Native Americans East of the Mississippi, around the Great Lakes to the eastern Seaboard, carved these amulets. Early archeologists named them ‘birdstones’ because the form takes the shape of a bird in two distinct forms. One, a sitting bird with an expanded tail and head with projecting eyes. Two, a plain bar which fits in the hand easily and merely suggests the body of the bird, called a bar form amulet. Both are no longer than 6.5 inches long at the most, and both have circular bore holes. I think Timothy’s aunt’s birdstone is a bar amulet birdstone. Birdstones, named after birds because taken as a category, they resemble birds more than anything else. Yet no two are alike as they change in form from birdlike to bar like. In short, all birdstones are abstract art, some more abstracted than others.
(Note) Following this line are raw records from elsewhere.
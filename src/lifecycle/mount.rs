use std::time::Duration;

use serde::{Deserialize, Serialize};

use crate::error::{OverlayError, OverlayResult};

/// Capped exponential backoff for container discovery.
#[derive(Debug, Clone, Copy, PartialEq, Serialize, Deserialize)]
pub struct MountPolicy {
    #[serde(default = "default_max_attempts")]
    pub max_attempts: u32,
    #[serde(default = "default_initial_delay_ms")]
    pub initial_delay_ms: u64,
    #[serde(default = "default_multiplier")]
    pub multiplier: f64,
    #[serde(default = "default_max_delay_ms")]
    pub max_delay_ms: u64,
}

impl Default for MountPolicy {
    fn default() -> Self {
        Self {
            max_attempts: default_max_attempts(),
            initial_delay_ms: default_initial_delay_ms(),
            multiplier: default_multiplier(),
            max_delay_ms: default_max_delay_ms(),
        }
    }
}

impl MountPolicy {
    pub fn validate(self) -> OverlayResult<()> {
        if self.max_attempts == 0 {
            return Err(OverlayError::InvalidData(
                "mount policy needs at least one attempt".to_owned(),
            ));
        }
        if !self.multiplier.is_finite() || self.multiplier < 1.0 {
            return Err(OverlayError::InvalidData(
                "mount backoff multiplier must be finite and >= 1".to_owned(),
            ));
        }
        if self.max_delay_ms < self.initial_delay_ms {
            return Err(OverlayError::InvalidData(
                "mount max delay must be >= initial delay".to_owned(),
            ));
        }
        Ok(())
    }

    /// Delay before attempt `failed_attempts + 1`.
    #[must_use]
    pub fn delay_after(self, failed_attempts: u32) -> Duration {
        let exponent = failed_attempts.saturating_sub(1).min(64) as i32;
        let delay = self.initial_delay_ms as f64 * self.multiplier.powi(exponent);
        let capped = if delay.is_finite() {
            delay.min(self.max_delay_ms as f64)
        } else {
            self.max_delay_ms as f64
        };
        Duration::from_millis(capped.max(0.0) as u64)
    }

    #[must_use]
    pub fn has_attempts_left(self, attempts_made: u32) -> bool {
        attempts_made < self.max_attempts
    }

    /// Upper bound on the time spent retrying before a mount is abandoned.
    #[must_use]
    pub fn total_budget(self) -> Duration {
        (1..self.max_attempts).map(|attempt| self.delay_after(attempt)).sum()
    }
}

fn default_max_attempts() -> u32 {
    8
}

fn default_initial_delay_ms() -> u64 {
    50
}

fn default_multiplier() -> f64 {
    2.0
}

fn default_max_delay_ms() -> u64 {
    2_000
}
Nobody knows what Native Americans used birdstones for. I’m surprised that from the first discovery of one such form in 1840 no archeologist ever deemed it ‘art’, a ritual form of material culture. I remember, in thinking about this lack of insight, the series of birds sculpted by Constanin Brancusi His first, “Magic Bird” in 1912, he took from a Romanian myth. Brancusci said, of making his bird, “Towards the sky – immensity is my bird. As a child I always dreamed of the ability to fly up to the heavens…for 45 years I bear this dream. I do not wish to represent a bird but to give expression to her own quality and spirit: the flight, the impetus. The greatest joy is the contact of our essence with the eternal essence.” I think  these 3,000 year old birdstones capture that essence.

Ceremonial or utilitarian – or both?

A sword, a chalice, a book, can be both ceremonial and utilitarian in Western culture. Archeologists put forward many ideas these 150 years, yet they’ve only discovered 1,000 or so birdstones, none with any other object. Other objects might give a clue to the birdstone’s purpose. Suggestions from archeologists include:

  • attachment to canes
  • mounted on staffs
  • used as a spear (atlatl) weight
  • used as an atlatl grip
  • attached to smoking pipes
  • hung for luck on game bags or quivers or duck decoys
  • aids for help in child birth, and finality
  • attached to flutes.

They only found a handful in burial sites, so archeologist say Native Americans didn’t use them as part of burial rituals. Since archeologists claim they fit so nicely in the human hand, perhaps this means a connection. Most are made of greenish gray slate, a hard and durable material, thus indicating the importance of the objects. Because of the hardness of the stone and the simple stone carving tools used, these took great skill and time to carve, and then polish to a high finish, possibly with sand.

Birdstones are one of the most interesting artifacts left behind by early North Americans, rare and mysterious. Ages ago (1585-87) , Thomas Hariot traveled to Virginia with Sir Walter Raleigh and his watercolorists John White, who stayed to colonize. In A Brief and True Report of the New Found Land of Virginia, published in 1588, White drew a Native shaman/sorcerer wearing a bird effigy with extended wings on his head, dancing in a trance, and holding his arms and face skyward. Today, my dictionary of symbols tells me that the Hopi attribute to birds the magical power of communicating with the sky people, who rule creation and life and bring rain, as well as opening the Gate (communication). Thus looking for a logical reason for birdstones may be as useless as speculating what birds were for.

Timothy, the best book on these curious stones is 1959 Birdstones of the North American Indian, privately published, Indianapolis, Indiana, by the eminent collector Earl C. Townsend, Jr. Timothy, the best of the best of these birdstones sell for upwards of $20,000.

3 thoughts on “Magical Birdstones

  1. Bart Swofford Reply

    I have something similar to this. I’ve been hunting artifacts for near 40 years and the photo here is the only one I’ve seen resembling mine

  2. Todd C Little Reply

    I found an artifact that resembles this. It has a bored hole angling into it.wish i could get you a picture. I’ve been artifact hunting 40 some years and never seen another.